[Spambayes] Proposing to remove 4 combining schemes
Rob Hooft
rob@hooft.net
Thu Oct 17 05:42:52 2002
Tim Peters wrote:
> I propose to remove these options and their supporting code:
>
> use_central_limit
> use_central_limit2
> use_central_limit3
Go ahead.
> use_z_combining
I guess that means that no RMS magic can help here. Go ahead.
> Note that these three are 100% compatible at the database level: they don't
> affect *training* at all. The only difference among them is the
> implementation of Bayes.spamprob() (the scoring function). A trained
> classifier can use any of these three freely. Indeed, it's possible (no
> experiments have been done on this) that a "hard" msg for one scheme could
> benefit via getting scored again by one or both of the others.
I don't expect a lot from that. You and I at least have repeatedly seen
the same fp and fn's across methods.
> Now that I'm playing with a UI (Sean & Mark's code) as a user, I'm growing
> fonder of the non-chi schemes again. Rational or not, I find that the more
> uniform range of outcomes in [0.0, 1.0] is psychologically reassuring when
> using a UI that throws the scores in your face.

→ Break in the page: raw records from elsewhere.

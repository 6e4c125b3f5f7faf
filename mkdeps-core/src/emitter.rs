//! Makefile rule emitter.
//!
//! Renders a [`DepGraph`] as four blocks separated by blank lines:
//!
//! ```text
//! .INTERMEDIATE: <root>            one per root
//!
//! <root>: <go.mod>                 one per root
//!
//! <unit>: <file> <file>            one per visited unit
//!
//! <dependent> <dependent>: <file>  one per dependency with dependents
//! ```
//!
//! Rule order inside the last two blocks does not matter to make. By default
//! it follows discovery order; [`EmitOptions::sort`] orders them by unit id.

use crate::graph::DepGraph;
use std::io::{self, Write};
use std::path::PathBuf;

const INTERMEDIATE: &str = ".INTERMEDIATE";

/// Rendering options.
#[derive(Debug, Clone, Copy, Default, PartialEq, Eq)]
pub struct EmitOptions {
    /// Sort forward and reverse rules lexicographically.
    pub sort: bool,
}

/// Write all rule blocks for `graph` to `out`.
pub fn write_rules<W: Write>(graph: &DepGraph, options: &EmitOptions, out: &mut W) -> io::Result<()> {
    out.write_all(render(graph, options).as_bytes())
}

/// Render all rule blocks for `graph` into a string.
pub fn render(graph: &DepGraph, options: &EmitOptions) -> String {
    let mut output = String::new();

    for root in graph.roots() {
        output.push_str(&format!("{}: {}\n", INTERMEDIATE, root.id));
    }
    output.push('\n');

    for root in graph.roots() {
        output.push_str(&format!("{}: {}\n", root.id, root.descriptor.display()));
    }
    output.push('\n');

    let mut forward: Vec<(&String, &Vec<PathBuf>)> = graph.forward().iter().collect();
    if options.sort {
        forward.sort_by(|a, b| a.0.cmp(b.0));
    }
    for (id, files) in forward {
        output.push_str(&format!("{}: {}\n", id, join_paths(files)));
    }
    output.push('\n');

    let mut reverse: Vec<(&String, Vec<&str>)> = graph
        .reverse()
        .iter()
        .map(|(dep, dependents)| (dep, dependents.iter().map(String::as_str).collect()))
        .collect();
    if options.sort {
        reverse.sort_by(|a, b| a.0.cmp(b.0));
        for (_, dependents) in &mut reverse {
            dependents.sort_unstable();
        }
    }
    for (dep, dependents) in reverse {
        let files = graph.files(dep).unwrap_or_default();
        output.push_str(&format!("{}: {}\n", dependents.join(" "), join_paths(files)));
    }

    output
}

fn join_paths(files: &[PathBuf]) -> String {
    files
        .iter()
        .map(|f| f.to_string_lossy())
        .collect::<Vec<_>>()
        .join(" ")
}
//! Rule generation: resolve, build the graph, render, write.
//!
//! Rules are rendered into memory first so that a failed resolution or a
//! rejected root never creates or truncates the output file.

use crate::config::Settings;
use anyhow::{Context, Result};
use mkdeps_core::{emitter, GoListResolver, GraphBuilder, UnitResolver};

/// Resolve `settings.packages` with `resolver` and render the rules.
pub async fn generate<R: UnitResolver>(resolver: &R, settings: &Settings) -> Result<String> {
    let request = settings.resolve_request();
    tracing::info!(
        packages = ?request.roots,
        dir = %request.base_dir.display(),
        tags = ?request.tags,
        timeout = ?request.timeout,
        "resolving packages"
    );

    let units = resolver
        .resolve(&request)
        .await
        .with_context(|| format!("loading packages {}", request.roots.join(" ")))?;

    let graph = GraphBuilder::new(&settings.base_dir).build(units)?;

    Ok(emitter::render(&graph, &settings.emit_options()))
}

/// Run the generator against the Go toolchain and write the result.
pub async fn run(settings: &Settings) -> Result<()> {
    let resolver = GoListResolver::new(&settings.go);
    let rules = generate(&resolver, settings).await?;
    settings.output.write(rules.as_bytes())
}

But it is unrealistic. Think about the original problem again: "why
can't software that classifies ham/spam be very easy? Almost all spam's
scream in your face that they are". With chi_squared combining we found
a method that agrees with this. Most messages scream either "Ham" or
"Spam", and there is very little left to doubt.
You can downscale things a bit by reducing the final S,H-score in
chi_squared combining before calling chi2Q. Maybe take the sqrt or
something similar. That is actually realistic because of correlations.
It may shift a few messages along the middle ground, but not have a lot
of effect on separating ham and spam except broadening the distribution
a bit.
Maybe the better answer is that the final UI shouldn't throw the scores
in your face.
> If there are no killer objections, I'll remove the 4 schemes in question.
Did you ever try tim combining with (S-H+1)/2?
Rob
--
Rob W.W. Hooft || rob@hooft.net || http://www.hooft.net/people/rob/